The Republic of Kenya and the UK will jointly host the Global Partnership for Education (GPE) summit in the middle of next year. Kenya has been a member of the GPE since 2005, while the UK is the single largest donor to the initiative. The purpose of the summit will be to raise more funds for the partnership to continue its essential work.
“An educated population is a country’s most valuable resource,” highlighted Kenyan President Uhuru Kenyatta. “GPE has been a key partner in helping us to invest in innovative solutions to get all our children, especially girls, learning.”
Education is a central pillar of Kenya’s strategy to achieve newly industrialised economy status by 2030. The country has already achieved universal primary education and has as many girls as boys enrolling in school.
“We must use the opportunity of GPE’s financing conference to make ambitious pledges to invest in quality education so our children and young people have the skills and knowledge they need to seize the opportunities of the 21st century,” he affirmed.
The Covid-19 pandemic has severely disrupted education worldwide.

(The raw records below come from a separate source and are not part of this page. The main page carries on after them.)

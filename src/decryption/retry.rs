use std::future::Future;
use std::time::Duration;

use tokio_util::sync::CancellationToken;
use tracing::{debug, warn};

use crate::config::SyncConfig;
use crate::error::{Operation, ProviderError, SyncError, SyncResult};

const LOG_TARGET: &str = "table_sync::decryption::retry";

/// Fixed-delay, bounded retry.
#[derive(Clone, Copy, Debug, PartialEq, Eq)]
pub struct RetryPolicy {
    pub delay: Duration,
    pub max_attempts: u32,
}

impl RetryPolicy {
    pub fn from_config(config: &SyncConfig) -> Self {
        Self {
            delay: config.decrypt_retry_delay,
            max_attempts: config.decrypt_max_attempts.max(1),
        }
    }
}

/// Runs `attempt` until it succeeds, fails with a non-transient error, or the
/// attempt budget is spent. Only transient provider errors are retried.
pub async fn retry_transient<T, F, Fut>(
    operation: Operation,
    policy: RetryPolicy,
    cancel: &CancellationToken,
    mut attempt: F,
) -> SyncResult<T>
where
    F: FnMut(u32) -> Fut,
    Fut: Future<Output = SyncResult<T>>,
{
    let mut number = 1;
    loop {
        let last: ProviderError = match attempt(number).await {
            Ok(value) => {
                if number > 1 {
                    debug!(target: LOG_TARGET, %operation, attempt = number, "succeeded after retry");
                }
                return Ok(value);
            }
            Err(SyncError::Provider(err)) if err.is_retryable() => err,
            Err(err) => return Err(err),
        };

        if number >= policy.max_attempts {
            warn!(
                target: LOG_TARGET,
                %operation,
                attempts = number,
                error = %last,
                "giving up"
            );
            return Err(SyncError::RetriesExhausted {
                operation,
                attempts: number,
                last,
            });
        }

        debug!(
            target: LOG_TARGET,
            %operation,
            attempt = number,
            delay_ms = policy.delay.as_millis() as u64,
            error = %last,
            "transient failure, retrying"
        );
        tokio::select! {
            _ = cancel.cancelled() => return Err(SyncError::Cancelled),
            _ = tokio::time::sleep(policy.delay) => {}
        }
        number += 1;
    }
}

#[cfg(test)]
mod tests {
    use super::*;
    use std::sync::atomic::{AtomicU32, Ordering};

    fn policy() -> RetryPolicy {
        RetryPolicy {
            delay: Duration::from_secs(3),
            max_attempts: 10,
        }
    }

    #[tokio::test(start_paused = true)]
    async fn not_dealt_is_attempted_at_most_ten_times() {
        let calls = AtomicU32::new(0);
        let started = tokio::time::Instant::now();
        let result: SyncResult<()> =
            retry_transient(Operation::HoleCards, policy(), &CancellationToken::new(), |_| {
                calls.fetch_add(1, Ordering::SeqCst);
                let err = ProviderError::NotYetAvailable("not dealt".into());
                async { Err::<(), _>(SyncError::from(err)) }
            })
            .await;

        assert_eq!(calls.load(Ordering::SeqCst), 10);
        assert_eq!(started.elapsed(), Duration::from_secs(27));
        let err = result.unwrap_err();
        assert!(matches!(err, SyncError::RetriesExhausted { attempts: 10, .. }));
        assert!(err.is_user_facing());
    }

    #[tokio::test(start_paused = true)]
    async fn terminal_errors_fail_immediately() {
        let calls = AtomicU32::new(0);
        let result: SyncResult<()> =
            retry_transient(Operation::HoleCards, policy(), &CancellationToken::new(), |_| {
                calls.fetch_add(1, Ordering::SeqCst);
                async { Err::<(), _>(SyncError::from(ProviderError::NotSeated(1))) }
            })
            .await;
        assert_eq!(calls.load(Ordering::SeqCst), 1);
        assert!(matches!(
            result,
            Err(SyncError::Provider(ProviderError::NotSeated(1)))
        ));
    }

    #[tokio::test(start_paused = true)]
    async fn recovers_once_the_value_appears() {
        let result = retry_transient(
            Operation::CommunityCards,
            policy(),
            &CancellationToken::new(),
            |attempt| async move {
                if attempt < 3 {
                    Err(SyncError::from(ProviderError::Unavailable("gateway".into())))
                } else {
                    Ok(attempt)
                }
            },
        )
        .await;
        assert_eq!(result.unwrap(), 3);
    }

    #[tokio::test(start_paused = true)]
    async fn cancellation_interrupts_the_wait() {
        let cancel = CancellationToken::new();
        let trip = cancel.clone();
        let result: SyncResult<()> =
            retry_transient(Operation::CommunityCards, policy(), &cancel, |_| {
                trip.cancel();
                let err = ProviderError::NotYetAvailable("flop".into());
                async { Err::<(), _>(SyncError::from(err)) }
            })
            .await;
        assert!(matches!(result, Err(SyncError::Cancelled)));
    }
}
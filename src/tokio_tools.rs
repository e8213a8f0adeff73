use std::future::Future;

use parking_lot::Mutex;
use tokio::task::JoinHandle;
use tokio_util::sync::CancellationToken;

/// Spawn a Tokio task with a stable name when supported, and trace span otherwise.
pub fn spawn_named_task<F, S>(name: S, future: F) -> JoinHandle<F::Output>
where
    F: Future + Send + 'static,
    F::Output: Send + 'static,
    S: Into<String>,
{
    let name_owned = name.into();
    #[cfg(tokio_unstable)]
    {
        tokio::task::Builder::new()
            .name(&name_owned)
            .spawn(future)
            .expect("failed to spawn named task")
    }
    #[cfg(not(tokio_unstable))]
    {
        use tracing::Instrument;
        let span = tracing::info_span!("task", task_name = %name_owned);
        tokio::spawn(future.instrument(span))
    }
}

/// Background work owned by one table session. Every task stops when the
/// session token is cancelled, and `shutdown` aborts whatever is left.
pub struct SessionTasks {
    cancel: CancellationToken,
    handles: Mutex<Vec<JoinHandle<()>>>,
}

impl SessionTasks {
    pub fn new(cancel: CancellationToken) -> Self {
        Self {
            cancel,
            handles: Mutex::new(Vec::new()),
        }
    }

    pub fn token(&self) -> CancellationToken {
        self.cancel.clone()
    }

    pub fn is_cancelled(&self) -> bool {
        self.cancel.is_cancelled()
    }

    pub fn spawn<F>(&self, name: impl Into<String>, future: F)
    where
        F: Future<Output = ()> + Send + 'static,
    {
        if self.cancel.is_cancelled() {
            return;
        }
        let cancel = self.cancel.clone();
        let handle = spawn_named_task(name, async move {
            tokio::select! {
                _ = cancel.cancelled() => {}
                _ = future => {}
            }
        });
        let mut handles = self.handles.lock();
        handles.retain(|handle| !handle.is_finished());
        handles.push(handle);
    }

    pub fn len(&self) -> usize {
        let mut handles = self.handles.lock();
        handles.retain(|handle| !handle.is_finished());
        handles.len()
    }

    pub fn is_empty(&self) -> bool {
        self.len() == 0
    }

    pub fn shutdown(&self) {
        self.cancel.cancel();
        for handle in self.handles.lock().drain(..) {
            handle.abort();
        }
    }
}

impl Drop for SessionTasks {
    fn drop(&mut self) {
        self.shutdown();
    }
}
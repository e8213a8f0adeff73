use std::collections::HashSet;
use std::sync::Arc;

use parking_lot::Mutex;
use tracing::{debug, info, warn};

use super::signature::{SignatureCache, SignatureScope};
use crate::error::{ProviderError, SyncError, SyncResult};
use crate::providers::{AuthorityProvider, Clock, DecryptionService, LedgerReader};
use crate::types::{Address, ClientIdentity, HoleCards, Round, TableId};

const LOG_TARGET: &str = "table_sync::decryption::hole";

/// One pass of the hole-card workflow: handles, authority, signature, decrypt.
pub struct HoleCardDecryptor {
    ledger: Arc<dyn LedgerReader>,
    decryption: Arc<dyn DecryptionService>,
    authority: Arc<dyn AuthorityProvider>,
    clock: Arc<dyn Clock>,
    identity: ClientIdentity,
    signatures: Arc<SignatureCache>,
    /// (principal, delegate) pairs known to hold decryption authority.
    granted: Mutex<HashSet<(Address, Address)>>,
}

impl HoleCardDecryptor {
    pub fn new(
        ledger: Arc<dyn LedgerReader>,
        decryption: Arc<dyn DecryptionService>,
        authority: Arc<dyn AuthorityProvider>,
        clock: Arc<dyn Clock>,
        identity: ClientIdentity,
        signatures: Arc<SignatureCache>,
    ) -> Self {
        Self {
            ledger,
            decryption,
            authority,
            clock,
            identity,
            signatures,
            granted: Mutex::new(HashSet::new()),
        }
    }

    pub fn identity(&self) -> &ClientIdentity {
        &self.identity
    }

    pub async fn attempt(&self, table_id: TableId, round: Round) -> SyncResult<HoleCards> {
        let handles = self
            .ledger
            .hole_card_handles(table_id, &self.identity.principal)
            .await?;

        self.ensure_authority().await?;

        let scope = SignatureScope {
            identity: self.identity.signer.clone(),
            contract: self.identity.contract.clone(),
            table_id,
            round,
        };

        let mut corrected = false;
        let values = loop {
            let signature = self
                .signatures
                .get_or_create(self.decryption.as_ref(), &scope, self.clock.now())
                .await?;
            match self.decryption.user_decrypt(&handles, &signature).await {
                Ok(values) => break values,
                Err(ProviderError::Unauthorized(reason)) if !corrected => {
                    warn!(
                        target: LOG_TARGET,
                        table_id,
                        round,
                        %reason,
                        "decryption refused, renewing signature and authority"
                    );
                    corrected = true;
                    self.signatures.invalidate();
                    self.granted.lock().clear();
                    self.ensure_authority().await?;
                }
                Err(err) => return Err(err.into()),
            }
        };

        match values.as_slice() {
            [card1, card2] => {
                debug!(target: LOG_TARGET, table_id, round, "hole cards decrypted");
                Ok(HoleCards {
                    card1: *card1,
                    card2: *card2,
                })
            }
            other => Err(SyncError::Provider(ProviderError::InvalidState(format!(
                "expected 2 hole card values, got {}",
                other.len()
            )))),
        }
    }

    async fn ensure_authority(&self) -> SyncResult<()> {
        if !self.identity.is_delegated() {
            return Ok(());
        }
        let pair = (
            self.identity.principal.clone(),
            self.identity.signer.clone(),
        );
        if self.granted.lock().contains(&pair) {
            return Ok(());
        }

        match self
            .authority
            .grant_decryption_authority(&pair.0, &pair.1, &self.identity.contract)
            .await
        {
            Ok(()) => {
                info!(
                    target: LOG_TARGET,
                    principal = %pair.0,
                    delegate = %pair.1,
                    "granted decryption authority"
                );
            }
            Err(ProviderError::AlreadyGranted) => {
                debug!(target: LOG_TARGET, principal = %pair.0, "decryption authority already granted");
            }
            Err(err) => return Err(err.into()),
        }
        self.granted.lock().insert(pair);
        Ok(())
    }
}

At the height of educational shutdowns, 1.3-billion children (650-million of them girls) were out of school. It is feared that many of them will not return to school, with many countries suffering economic downturns as a result of the pandemic. This would inflict long-term damage on both individuals and communities.
Girls are especially at risk. Educating girls transforms their lives for the better and brings multigenerational benefits. A child with a literate mother has a 50% higher chance of living more than five years and 100% greater chance to going to school. Education also increases women’s earning power. A single additional school year can increase a woman’s earnings by 20%.

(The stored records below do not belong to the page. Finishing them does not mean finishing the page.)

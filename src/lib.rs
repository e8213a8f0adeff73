pub mod config;
pub mod debounce;
pub mod decryption;
pub mod error;
pub mod events;
pub mod filter;
pub mod gateway;
pub mod providers;
pub mod refresh;
pub mod session;
pub mod storage;
pub mod store;
pub mod timeout;
pub mod tokio_tools;
pub mod transition;
pub mod transport;
pub mod types;

#[cfg(test)]
pub mod test_support;

pub use config::SyncConfig;
pub use error::{ErrorClass, Operation, ProviderError, SyncError, SyncResult};
pub use events::TableEvent;
pub use gateway::{GatewayConfig, HttpGateway};
pub use providers::Providers;
pub use session::TableSync;
pub use store::{StateStore, TableState};
pub use transport::{EventTransport, WsPushConfig, WsPushProvider};
//! Fixtures and in-memory providers shared by the unit tests.

use std::collections::{BTreeMap, HashMap, VecDeque};
use std::sync::atomic::{AtomicUsize, Ordering};
use std::sync::Arc;

use async_trait::async_trait;
use futures::StreamExt;
use parking_lot::Mutex;
use tokio::sync::{mpsc, watch};
use tokio_stream::wrappers::ReceiverStream;

use crate::error::ProviderError;
use crate::events::TableEvent;
use crate::providers::{
    ActionSubmitter, AuthorityProvider, Clock, DecryptionService, EventStream, LedgerReader,
    PollBatch, PollProvider, Providers, PushProvider,
};
use crate::storage::MemoryStorage;
use crate::types::{
    Address, BettingInfo, CardHandle, CardValue, CommunityCardState, DecryptionSignature,
    GameState, HoleCards, PlayerBettingState, PlayerStates, RevealedCards, Round, Street, TableId,
    TableSnapshot, UnixSeconds, BOARD_SIZE,
};

pub fn sample_snapshot(table_id: TableId, game_state: GameState, round: Round) -> TableSnapshot {
    TableSnapshot {
        table_id,
        game_state,
        round,
        dealer_index: 0,
        turn_start_time: None,
        action_timeout_seconds: Some(30),
        min_buy_in: 1_000,
        max_players: 6,
        num_players: 2,
        is_seated: true,
    }
}

// ---- Ledger ----------------------------------------------------------------------------------

pub struct MockLedger {
    snapshot: Mutex<TableSnapshot>,
    players: Mutex<PlayerStates>,
    street: Mutex<Street>,
    board: Mutex<[Option<CardValue>; BOARD_SIZE]>,
    hole_handles: Mutex<HashMap<Address, [CardHandle; 2]>>,
    hole_requests: Mutex<Vec<Address>>,
    revealed: Mutex<RevealedCards>,
    players_failure: Mutex<Option<ProviderError>>,
    revealed_failure: Mutex<Option<ProviderError>>,
    table_reads: AtomicUsize,
}

impl MockLedger {
    pub fn new(snapshot: TableSnapshot) -> Self {
        let mut players = BTreeMap::new();
        players.insert(Address::new("0xme"), PlayerBettingState::default());
        Self {
            snapshot: Mutex::new(snapshot),
            players: Mutex::new(players),
            street: Mutex::new(Street::PreFlop),
            board: Mutex::new([None; BOARD_SIZE]),
            hole_handles: Mutex::new(HashMap::new()),
            hole_requests: Mutex::new(Vec::new()),
            revealed: Mutex::new(BTreeMap::new()),
            players_failure: Mutex::new(None),
            revealed_failure: Mutex::new(None),
            table_reads: AtomicUsize::new(0),
        }
    }

    pub fn set_snapshot(&self, snapshot: TableSnapshot) {
        *self.snapshot.lock() = snapshot;
    }

    pub fn set_street(&self, street: Street) {
        *self.street.lock() = street;
    }

    pub fn set_board(&self, board: [Option<CardValue>; BOARD_SIZE]) {
        *self.board.lock() = board;
    }

    pub fn set_hole_handles(&self, player: &Address, handles: [CardHandle; 2]) {
        self.hole_handles.lock().insert(player.clone(), handles);
    }

    pub fn clear_hole_handles(&self) {
        self.hole_handles.lock().clear();
    }

    pub fn hole_requests(&self) -> Vec<Address> {
        self.hole_requests.lock().clone()
    }

    pub fn set_revealed(&self, player: Address, cards: HoleCards) {
        self.revealed.lock().insert(player, cards);
    }

    /// The next `players` read fails with `err`.
    pub fn fail_players_with(&self, err: ProviderError) {
        *self.players_failure.lock() = Some(err);
    }

    /// The next `revealed_cards` read fails with `err`.
    pub fn fail_revealed_with(&self, err: ProviderError) {
        *self.revealed_failure.lock() = Some(err);
    }

    pub fn table_reads(&self) -> usize {
        self.table_reads.load(Ordering::SeqCst)
    }
}

#[async_trait]
impl LedgerReader for MockLedger {
    async fn table(
        &self,
        table_id: TableId,
        _viewer: &Address,
    ) -> Result<TableSnapshot, ProviderError> {
        self.table_reads.fetch_add(1, Ordering::SeqCst);
        let snapshot = self.snapshot.lock().clone();
        if snapshot.table_id != table_id {
            return Err(ProviderError::NotFound(format!("table {table_id}")));
        }
        Ok(snapshot)
    }

    async fn betting(&self, _table_id: TableId) -> Result<BettingInfo, ProviderError> {
        Ok(BettingInfo {
            pot: 30,
            current_bet: 20,
            current_player: Some(Address::new("0xme")),
        })
    }

    async fn players(&self, _table_id: TableId) -> Result<PlayerStates, ProviderError> {
        if let Some(err) = self.players_failure.lock().take() {
            return Err(err);
        }
        Ok(self.players.lock().clone())
    }

    async fn community_cards(
        &self,
        _table_id: TableId,
    ) -> Result<CommunityCardState, ProviderError> {
        Ok(CommunityCardState {
            handles: Vec::new(),
            street: *self.street.lock(),
        })
    }

    async fn community_plaintext(
        &self,
        _table_id: TableId,
    ) -> Result<[Option<CardValue>; BOARD_SIZE], ProviderError> {
        Ok(*self.board.lock())
    }

    async fn hole_card_handles(
        &self,
        _table_id: TableId,
        player: &Address,
    ) -> Result<[CardHandle; 2], ProviderError> {
        self.hole_requests.lock().push(player.clone());
        self.hole_handles
            .lock()
            .get(player)
            .cloned()
            .ok_or_else(|| ProviderError::NotYetAvailable("hole cards not dealt".into()))
    }

    async fn revealed_cards(&self, _table_id: TableId) -> Result<RevealedCards, ProviderError> {
        if let Some(err) = self.revealed_failure.lock().take() {
            return Err(err);
        }
        Ok(self.revealed.lock().clone())
    }
}

// ---- Decryption ------------------------------------------------------------------------------

pub struct MockDecryption {
    start: UnixSeconds,
    plaintext: Mutex<HashMap<String, CardValue>>,
    owners: Mutex<Vec<Address>>,
    used: Mutex<Vec<String>>,
    rejections: AtomicUsize,
}

impl MockDecryption {
    pub fn new(start: UnixSeconds) -> Self {
        Self {
            start,
            plaintext: Mutex::new(HashMap::new()),
            owners: Mutex::new(Vec::new()),
            used: Mutex::new(Vec::new()),
            rejections: AtomicUsize::new(0),
        }
    }

    pub fn set_plaintext(&self, handle: &str, value: CardValue) {
        self.plaintext.lock().insert(handle.to_string(), value);
    }

    /// The next `count` decrypt calls are refused as unauthorized.
    pub fn reject_next(&self, count: usize) {
        self.rejections.store(count, Ordering::SeqCst);
    }

    pub fn signatures_created(&self) -> usize {
        self.owners.lock().len()
    }

    pub fn signature_owners(&self) -> Vec<Address> {
        self.owners.lock().clone()
    }

    /// Signature strings presented to successful decrypt calls, in order.
    pub fn signatures_used(&self) -> Vec<String> {
        self.used.lock().clone()
    }
}

#[async_trait]
impl DecryptionService for MockDecryption {
    async fn create_signature(
        &self,
        identity: &Address,
        contracts: &[Address],
    ) -> Result<DecryptionSignature, ProviderError> {
        let mut owners = self.owners.lock();
        owners.push(identity.clone());
        Ok(DecryptionSignature {
            public_key: format!("pk-{}", owners.len()),
            private_key: format!("sk-{}", owners.len()),
            signature: format!("sig-{}", owners.len()),
            contract_addresses: contracts.to_vec(),
            user_address: identity.clone(),
            start_timestamp: self.start,
            duration_days: 1,
        })
    }

    async fn user_decrypt(
        &self,
        handles: &[CardHandle],
        signature: &DecryptionSignature,
    ) -> Result<Vec<CardValue>, ProviderError> {
        let pending = self.rejections.load(Ordering::SeqCst);
        if pending > 0 {
            self.rejections.store(pending - 1, Ordering::SeqCst);
            return Err(ProviderError::Unauthorized("signature rejected".into()));
        }
        let plaintext = self.plaintext.lock();
        let values = handles
            .iter()
            .map(|handle| {
                plaintext.get(handle.as_str()).copied().ok_or_else(|| {
                    ProviderError::Unavailable(format!("no plaintext for {}", handle.as_str()))
                })
            })
            .collect::<Result<Vec<_>, _>>()?;
        self.used.lock().push(signature.signature.clone());
        Ok(values)
    }
}

// ---- Authority and actions -------------------------------------------------------------------

#[derive(Default)]
pub struct MockAuthority {
    grants: AtomicUsize,
    already_granted: Mutex<bool>,
}

impl MockAuthority {
    pub fn respond_already_granted(&self) {
        *self.already_granted.lock() = true;
    }

    pub fn grants(&self) -> usize {
        self.grants.load(Ordering::SeqCst)
    }
}

#[async_trait]
impl AuthorityProvider for MockAuthority {
    async fn grant_decryption_authority(
        &self,
        _principal: &Address,
        _delegate: &Address,
        _contract: &Address,
    ) -> Result<(), ProviderError> {
        self.grants.fetch_add(1, Ordering::SeqCst);
        if *self.already_granted.lock() {
            return Err(ProviderError::AlreadyGranted);
        }
        Ok(())
    }
}

pub struct MockActions {
    skips: Mutex<Vec<TableId>>,
    gate: watch::Sender<bool>,
    failure: Mutex<Option<ProviderError>>,
}

impl Default for MockActions {
    fn default() -> Self {
        let (gate, _) = watch::channel(true);
        Self {
            skips: Mutex::new(Vec::new()),
            gate,
            failure: Mutex::new(None),
        }
    }
}

impl MockActions {
    /// Submissions block until `release_submissions`.
    pub fn hold_submissions(&self) {
        self.gate.send_replace(false);
    }

    pub fn release_submissions(&self) {
        self.gate.send_replace(true);
    }

    pub fn fail_with(&self, err: ProviderError) {
        *self.failure.lock() = Some(err);
    }

    pub fn skips(&self) -> Vec<TableId> {
        self.skips.lock().clone()
    }
}

#[async_trait]
impl ActionSubmitter for MockActions {
    async fn skip_timed_out_player(&self, table_id: TableId) -> Result<(), ProviderError> {
        let mut gate = self.gate.subscribe();
        let _ = gate.wait_for(|open| *open).await;
        self.skips.lock().push(table_id);
        match self.failure.lock().take() {
            Some(err) => Err(err),
            None => Ok(()),
        }
    }
}

// ---- Transports ------------------------------------------------------------------------------

#[derive(Default)]
pub struct MockPoll {
    batches: Mutex<VecDeque<PollBatch>>,
    cursors: Mutex<Vec<Option<u64>>>,
}

impl MockPoll {
    pub fn push_batch(&self, events: Vec<TableEvent>, cursor: Option<u64>) {
        self.batches.lock().push_back(PollBatch { events, cursor });
    }

    /// Cursor passed to every poll so far.
    pub fn cursors(&self) -> Vec<Option<u64>> {
        self.cursors.lock().clone()
    }
}

#[async_trait]
impl PollProvider for MockPoll {
    async fn poll(
        &self,
        _table_id: Option<TableId>,
        cursor: Option<u64>,
    ) -> Result<PollBatch, ProviderError> {
        self.cursors.lock().push(cursor);
        Ok(self.batches.lock().pop_front().unwrap_or_default())
    }
}

enum QueuedConnection {
    Open(mpsc::Receiver<Result<TableEvent, ProviderError>>),
    Refuse,
}

#[derive(Default)]
pub struct MockPush {
    queue: Mutex<VecDeque<QueuedConnection>>,
    attempts: AtomicUsize,
}

impl MockPush {
    /// The next connect succeeds; the returned sender feeds that connection
    /// and dropping it closes the stream.
    pub fn queue_connection(&self) -> mpsc::Sender<Result<TableEvent, ProviderError>> {
        let (tx, rx) = mpsc::channel(16);
        self.queue.lock().push_back(QueuedConnection::Open(rx));
        tx
    }

    pub fn queue_failure(&self) {
        self.queue.lock().push_back(QueuedConnection::Refuse);
    }

    pub fn connect_attempts(&self) -> usize {
        self.attempts.load(Ordering::SeqCst)
    }
}

#[async_trait]
impl PushProvider for MockPush {
    async fn connect(&self, _table_id: Option<TableId>) -> Result<EventStream, ProviderError> {
        self.attempts.fetch_add(1, Ordering::SeqCst);
        match self.queue.lock().pop_front() {
            Some(QueuedConnection::Open(rx)) => Ok(ReceiverStream::new(rx).boxed()),
            Some(QueuedConnection::Refuse) | None => {
                Err(ProviderError::Unavailable("push endpoint refused".into()))
            }
        }
    }
}

// ---- Clock and bundle ------------------------------------------------------------------------

pub struct ManualClock {
    now: Mutex<UnixSeconds>,
}

impl ManualClock {
    pub fn new(now: UnixSeconds) -> Self {
        Self {
            now: Mutex::new(now),
        }
    }

    pub fn set(&self, now: UnixSeconds) {
        *self.now.lock() = now;
    }
}

impl Clock for ManualClock {
    fn now(&self) -> UnixSeconds {
        *self.now.lock()
    }
}

pub struct MockProviders {
    pub ledger: Arc<MockLedger>,
    pub push: Arc<MockPush>,
    pub poll: Arc<MockPoll>,
    pub decryption: Arc<MockDecryption>,
    pub authority: Arc<MockAuthority>,
    pub actions: Arc<MockActions>,
    pub storage: Arc<MemoryStorage>,
    pub clock: Arc<ManualClock>,
}

impl MockProviders {
    pub fn new(snapshot: TableSnapshot) -> Self {
        Self {
            ledger: Arc::new(MockLedger::new(snapshot)),
            push: Arc::new(MockPush::default()),
            poll: Arc::new(MockPoll::default()),
            decryption: Arc::new(MockDecryption::new(1_000)),
            authority: Arc::new(MockAuthority::default()),
            actions: Arc::new(MockActions::default()),
            storage: Arc::new(MemoryStorage::new()),
            clock: Arc::new(ManualClock::new(1_000)),
        }
    }

    pub fn providers(&self) -> Providers {
        Providers {
            ledger: self.ledger.clone(),
            push: Some(self.push.clone()),
            poll: self.poll.clone(),
            decryption: self.decryption.clone(),
            authority: self.authority.clone(),
            actions: self.actions.clone(),
            storage: self.storage.clone(),
            clock: self.clock.clone(),
        }
    }
}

“Education unlocks doors to opportunity and prosperity,” stressed UK Prime Minister Boris Johnson. “It offers girls a ticket out of poverty and exploitation to chart their own futures. That’s why I am delighted that the UK will co-host the replenishment of the Global Partnership for Education in 2021. I urge the global community to come together, dig deep and ensure we fund their vital work to give every child the chance at an education.”

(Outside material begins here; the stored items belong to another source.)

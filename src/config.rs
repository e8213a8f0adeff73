use std::time::Duration;

/// Tunables for the synchronisation engine.
#[derive(Clone, Debug)]
pub struct SyncConfig {
    /// Quiet period that coalesces a burst of events into one refresh.
    pub debounce_window: Duration,
    /// Minimum spacing between two executed refreshes.
    pub min_refresh_spacing: Duration,
    /// Period of the fallback poll transport.
    pub poll_interval: Duration,
    pub push_handshake_timeout: Duration,
    pub reconnect_initial: Duration,
    pub reconnect_max: Duration,
    pub decrypt_retry_delay: Duration,
    pub decrypt_max_attempts: u32,
    /// Wait before fetching reveals that are still missing at showdown.
    pub showdown_grace: Duration,
    pub timeout_tick: Duration,
    pub skip_cooldown: Duration,
    pub event_channel_capacity: usize,
}

impl Default for SyncConfig {
    fn default() -> Self {
        Self {
            debounce_window: Duration::from_millis(200),
            min_refresh_spacing: Duration::from_millis(500),
            poll_interval: Duration::from_secs(3),
            push_handshake_timeout: Duration::from_secs(10),
            reconnect_initial: Duration::from_secs(1),
            reconnect_max: Duration::from_secs(30),
            decrypt_retry_delay: Duration::from_secs(3),
            decrypt_max_attempts: 10,
            showdown_grace: Duration::from_millis(1_500),
            timeout_tick: Duration::from_secs(1),
            skip_cooldown: Duration::from_secs(5),
            event_channel_capacity: 128,
        }
    }
}

impl SyncConfig {
    pub fn with_debounce(mut self, window: Duration, min_spacing: Duration) -> Self {
        self.debounce_window = window;
        self.min_refresh_spacing = min_spacing;
        self
    }

    pub fn with_poll_interval(mut self, interval: Duration) -> Self {
        self.poll_interval = interval;
        self
    }

    pub fn with_reconnect_backoff(mut self, initial: Duration, max: Duration) -> Self {
        self.reconnect_initial = initial;
        self.reconnect_max = max;
        self
    }

    pub fn with_decrypt_retry(mut self, delay: Duration, max_attempts: u32) -> Self {
        self.decrypt_retry_delay = delay;
        self.decrypt_max_attempts = max_attempts.max(1);
        self
    }

    pub fn with_showdown_grace(mut self, grace: Duration) -> Self {
        self.showdown_grace = grace;
        self
    }

    pub fn with_skip_cooldown(mut self, cooldown: Duration) -> Self {
        self.skip_cooldown = cooldown;
        self
    }
}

The GPE was set up in 2002. Since then, it has assisted in increasing the number of children attending school by 160-million. And it has doubled the number of girls in school in the countries that are members of the partnership. On Monday the GPE announced that its funding target for the next five years is US$5B. This would allow 175-million children in 87 lower-income countries to go to school. In due course, this could add US$164B to developing economies and raise 18-million people out of poverty. It could also protect two-million girls from early marriages.
“An investment in GPE is an investment in the world’s most powerful asset – its children and youth,” affirmed GPE board chair (and former Australian Prime Minister) Julia Gillard. “By refinancing GPE, leaders can send a clear message that the world is serious about creating a brighter future for all girls and boys through education.”